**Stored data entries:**
⁂
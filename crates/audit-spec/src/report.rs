use std::collections::BTreeMap;

use serde::Serialize;

use crate::answers::normalize;
use crate::gallery::GalleryImage;
use crate::merge::WorkingQuestion;
use crate::spec::QuestionKind;
use crate::validate::parse_measurement;

/// Section name used for questions without a group.
pub const DEFAULT_SECTION: &str = "General";

/// One line of a report section.
#[derive(Debug, Clone, PartialEq, Eq, Serialize)]
#[serde(tag = "kind", rename_all = "snake_case")]
pub enum ReportEntry {
    /// Section break produced by a heading question.
    Subheading {
        label: String,
        /// Whether an answered question follows before the next heading or group change.
        has_content_below: bool,
    },
    Row {
        label: String,
        answer: String,
        detail: String,
        /// The label textually repeats the section heading.
        repeats_heading: bool,
    },
}

#[derive(Debug, Clone, PartialEq, Eq, Serialize)]
pub struct ReportSection {
    pub heading: String,
    pub entries: Vec<ReportEntry>,
}

/// Renderer-agnostic export document shared by the PDF and widget paths.
#[derive(Debug, Clone, Default, PartialEq, Eq, Serialize)]
pub struct ReportDocument {
    pub sections: Vec<ReportSection>,
    pub gallery: Vec<GalleryImage>,
}

impl ReportDocument {
    pub fn with_gallery(mut self, gallery: Vec<GalleryImage>) -> Self {
        self.gallery = gallery;
        self
    }

    /// Every entry in document order, as the paginated report lists them.
    pub fn pdf_entries(&self) -> impl Iterator<Item = &ReportEntry> {
        self.sections.iter().flat_map(|section| section.entries.iter())
    }

    /// Sections as the widget shows them: empty subheadings and rows repeating
    /// their heading are dropped, then sections left empty.
    pub fn widget_sections(&self) -> Vec<ReportSection> {
        self.sections
            .iter()
            .map(|section| ReportSection {
                heading: section.heading.clone(),
                entries: section
                    .entries
                    .iter()
                    .filter(|entry| match entry {
                        ReportEntry::Subheading {
                            has_content_below, ..
                        } => *has_content_below,
                        ReportEntry::Row {
                            repeats_heading, ..
                        } => !repeats_heading,
                    })
                    .cloned()
                    .collect(),
            })
            .filter(|section| !section.entries.is_empty())
            .collect()
    }

    pub fn row_count(&self) -> usize {
        self.pdf_entries()
            .filter(|entry| matches!(entry, ReportEntry::Row { .. }))
            .count()
    }
}

/// Groups answered questions by section and formats their answer cells.
///
/// Image questions are left to the gallery pass.
pub fn build_report(questions: &[WorkingQuestion]) -> ReportDocument {
    let mut sections: Vec<ReportSection> = Vec::new();
    let mut index: BTreeMap<String, usize> = BTreeMap::new();

    for (position, working) in questions.iter().enumerate() {
        let question = &working.question;
        if question.kind == QuestionKind::Image {
            continue;
        }
        if !working.answer.has_content() && !question.is_heading {
            continue;
        }

        let heading = question.group.as_deref().unwrap_or(DEFAULT_SECTION);
        let slot = *index.entry(heading.to_string()).or_insert_with(|| {
            sections.push(ReportSection {
                heading: heading.to_string(),
                entries: Vec::new(),
            });
            sections.len() - 1
        });

        let entry = if question.is_heading {
            ReportEntry::Subheading {
                label: question.heading_label().to_string(),
                has_content_below: has_content_below(questions, position),
            }
        } else {
            let label = question.report_label().to_string();
            let (answer, detail) = format_cells(working);
            ReportEntry::Row {
                repeats_heading: normalize(&label) == normalize(heading),
                label,
                answer,
                detail,
            }
        };
        sections[slot].entries.push(entry);
    }

    ReportDocument {
        sections,
        gallery: Vec::new(),
    }
}

/// `1 : N` slope for a ramp, when both measurements are positive numbers.
pub fn gradient_ratio(height: &str, length: &str) -> Option<String> {
    let height = parse_measurement(height)?;
    let length = parse_measurement(length)?;
    if height <= 0.0 || length <= 0.0 {
        return None;
    }
    let ratio = (length / height).round();
    if !ratio.is_finite() || ratio > i64::MAX as f64 {
        return None;
    }
    Some(format!("1 : {}", ratio as i64))
}

fn format_cells(working: &WorkingQuestion) -> (String, String) {
    let answer = &working.answer;
    let kind = working.question.kind;

    if kind.is_yes_no_family() {
        return (capitalize(&answer.response), answer.response_detail.clone());
    }
    if kind.is_detail_typed() {
        return (String::new(), answer.response.clone());
    }
    if kind == QuestionKind::Gradient && answer.response == "yes" {
        let detail = gradient_ratio(&answer.height, &answer.length)
            .unwrap_or_else(|| answer.response_detail.clone());
        return ("Yes".to_string(), detail);
    }
    (answer.response.clone(), answer.response_detail.clone())
}

fn has_content_below(questions: &[WorkingQuestion], position: usize) -> bool {
    let group = &questions[position].question.group;
    questions[position + 1..]
        .iter()
        .take_while(|next| !next.question.is_heading && next.question.group == *group)
        .any(|next| next.answer.has_content())
}

fn capitalize(text: &str) -> String {
    let mut chars = text.chars();
    match chars.next() {
        Some(first) => first.to_uppercase().chain(chars).collect(),
        None => String::new(),
    }
}

#[cfg(test)]
mod tests {
    use super::*;

    #[test]
    fn ratio_rounds_to_nearest_integer() {
        assert_eq!(gradient_ratio("500", "5000").as_deref(), Some("1 : 10"));
        assert_eq!(gradient_ratio("300", "3500").as_deref(), Some("1 : 12"));
        assert_eq!(gradient_ratio("0", "5000"), None);
        assert_eq!(gradient_ratio("500", ""), None);
        assert_eq!(gradient_ratio("1", "inf"), None);
        assert_eq!(gradient_ratio("1e-300", "1e300"), None);
    }

    #[test]
    fn capitalize_handles_empty() {
        assert_eq!(capitalize("partial"), "Partial");
        assert_eq!(capitalize(""), "");
    }
}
⁂
**Description of the task:**
Every line above must be repeated exactly as it appears.

**Written solution:**
filename crates/audit-spec/src/report.rs
use std::collections::BTreeMap;

use serde::Serialize;

use crate::answers::normalize;
use crate::gallery::GalleryImage;
use crate::merge::WorkingQuestion;
use crate::spec::QuestionKind;
use crate::validate::parse_measurement;

/// Section name used for questions without a group.
pub const DEFAULT_SECTION: &str = "General";

/// One line of a report section.
#[derive(Debug, Clone, PartialEq, Eq, Serialize)]
#[serde(tag = "kind", rename_all = "snake_case")]
pub enum ReportEntry {
    /// Section break produced by a heading question.
    Subheading {
        label: String,
        /// Whether an answered question follows before the next heading or group change.
        has_content_below: bool,
    },
    Row {
        label: String,
        answer: String,
        detail: String,
        /// The label textually repeats the section heading.
        repeats_heading: bool,
    },
}

#[derive(Debug, Clone, PartialEq, Eq, Serialize)]
pub struct ReportSection {
    pub heading: String,
    pub entries: Vec<ReportEntry>,
}

/// Renderer-agnostic export document shared by the PDF and widget paths.
#[derive(Debug, Clone, Default, PartialEq, Eq, Serialize)]
pub struct ReportDocument {
    pub sections: Vec<ReportSection>,
    pub gallery: Vec<GalleryImage>,
}

impl ReportDocument {
    pub fn with_gallery(mut self, gallery: Vec<GalleryImage>) -> Self {
        self.gallery = gallery;
        self
    }

    /// Every entry in document order, as the paginated report lists them.
    pub fn pdf_entries(&self) -> impl Iterator<Item = &ReportEntry> {
        self.sections.iter().flat_map(|section| section.entries.iter())
    }

    /// Sections as the widget shows them: empty subheadings and rows repeating
    /// their heading are dropped, then sections left empty.
    pub fn widget_sections(&self) -> Vec<ReportSection> {
        self.sections
            .iter()
            .map(|section| ReportSection {
                heading: section.heading.clone(),
                entries: section
                    .entries
                    .iter()
                    .filter(|entry| match entry {
                        ReportEntry::Subheading {
                            has_content_below, ..
                        } => *has_content_below,
                        ReportEntry::Row {
                            repeats_heading, ..
                        } => !repeats_heading,
                    })
                    .cloned()
                    .collect(),
            })
            .filter(|section| !section.entries.is_empty())
            .collect()
    }

    pub fn row_count(&self) -> usize {
        self.pdf_entries()
            .filter(|entry| matches!(entry, ReportEntry::Row { .. }))
            .count()
    }
}

/// Groups answered questions by section and formats their answer cells.
///
/// Image questions are left to the gallery pass.
pub fn build_report(questions: &[WorkingQuestion]) -> ReportDocument {
    let mut sections: Vec<ReportSection> = Vec::new();
    let mut index: BTreeMap<String, usize> = BTreeMap::new();

    for (position, working) in questions.iter().enumerate() {
        let question = &working.question;
        if question.kind == QuestionKind::Image {
            continue;
        }
        if !working.answer.has_content() && !question.is_heading {
            continue;
        }

        let heading = question.group.as_deref().unwrap_or(DEFAULT_SECTION);
        let slot = *index.entry(heading.to_string()).or_insert_with(|| {
            sections.push(ReportSection {
                heading: heading.to_string(),
                entries: Vec::new(),
            });
            sections.len() - 1
        });

        let entry = if question.is_heading {
            ReportEntry::Subheading {
                label: question.heading_label().to_string(),
                has_content_below: has_content_below(questions, position),
            }
        } else {
            let label = question.report_label().to_string();
            let (answer, detail) = format_cells(working);
            ReportEntry::Row {
                repeats_heading: normalize(&label) == normalize(heading),
                label,
                answer,
                detail,
            }
        };
        sections[slot].entries.push(entry);
    }

    ReportDocument {
        sections,
        gallery: Vec::new(),
    }
}

/// `1 : N` slope for a ramp, when both measurements are positive numbers.
pub fn gradient_ratio(height: &str, length: &str) -> Option<String> {
    let height = parse_measurement(height)?;
    let length = parse_measurement(length)?;
    if height <= 0.0 || length <= 0.0 {
        return None;
    }
    let ratio = (length / height).round();
    if !ratio.is_finite() || ratio > i64::MAX as f64 {
        return None;
    }
    Some(format!("1 : {}", ratio as i64))
}

fn format_cells(working: &WorkingQuestion) -> (String, String) {
    let answer = &working.answer;
    let kind = working.question.kind;

    if kind.is_yes_no_family() {
        return (capitalize(&answer.response), answer.response_detail.clone());
    }
    if kind.is_detail_typed() {
        return (String::new(), answer.response.clone());
    }
    if kind == QuestionKind::Gradient && answer.response == "yes" {
        let detail = gradient_ratio(&answer.height, &answer.length)
            .unwrap_or_else(|| answer.response_detail.clone());
        return ("Yes".to_string(), detail);
    }
    (answer.response.clone(), answer.response_detail.clone())
}

fn has_content_below(questions: &[WorkingQuestion], position: usize) -> bool {
    let group = &questions[position].question.group;
    questions[position + 1..]
        .iter()
        .take_while(|next| !next.question.is_heading && next.question.group == *group)
        .any(|next| next.answer.has_content())
}

fn capitalize(text: &str) -> String {
    let mut chars = text.chars();
    match chars.next() {
        Some(first) => first.to_uppercase().chain(chars).collect(),
        None => String::new(),
    }
}

#[cfg(test)]
mod tests {
    use super::*;

    #[test]
    fn ratio_rounds_to_nearest_integer() {
        assert_eq!(gradient_ratio("500", "5000").as_deref(), Some("1 : 10"));
        assert_eq!(gradient_ratio("300", "3500").as_deref(), Some("1 : 12"));
        assert_eq!(gradient_ratio("0", "5000"), None);
        assert_eq!(gradient_ratio("500", ""), None);
        assert_eq!(gradient_ratio("1", "inf"), None);
        assert_eq!(gradient_ratio("1e-300", "1e300"), None);
    }

    #[test]
    fn capitalize_handles_empty() {
        assert_eq!(capitalize("partial"), "Partial");
        assert_eq!(capitalize(""), "");
    }
}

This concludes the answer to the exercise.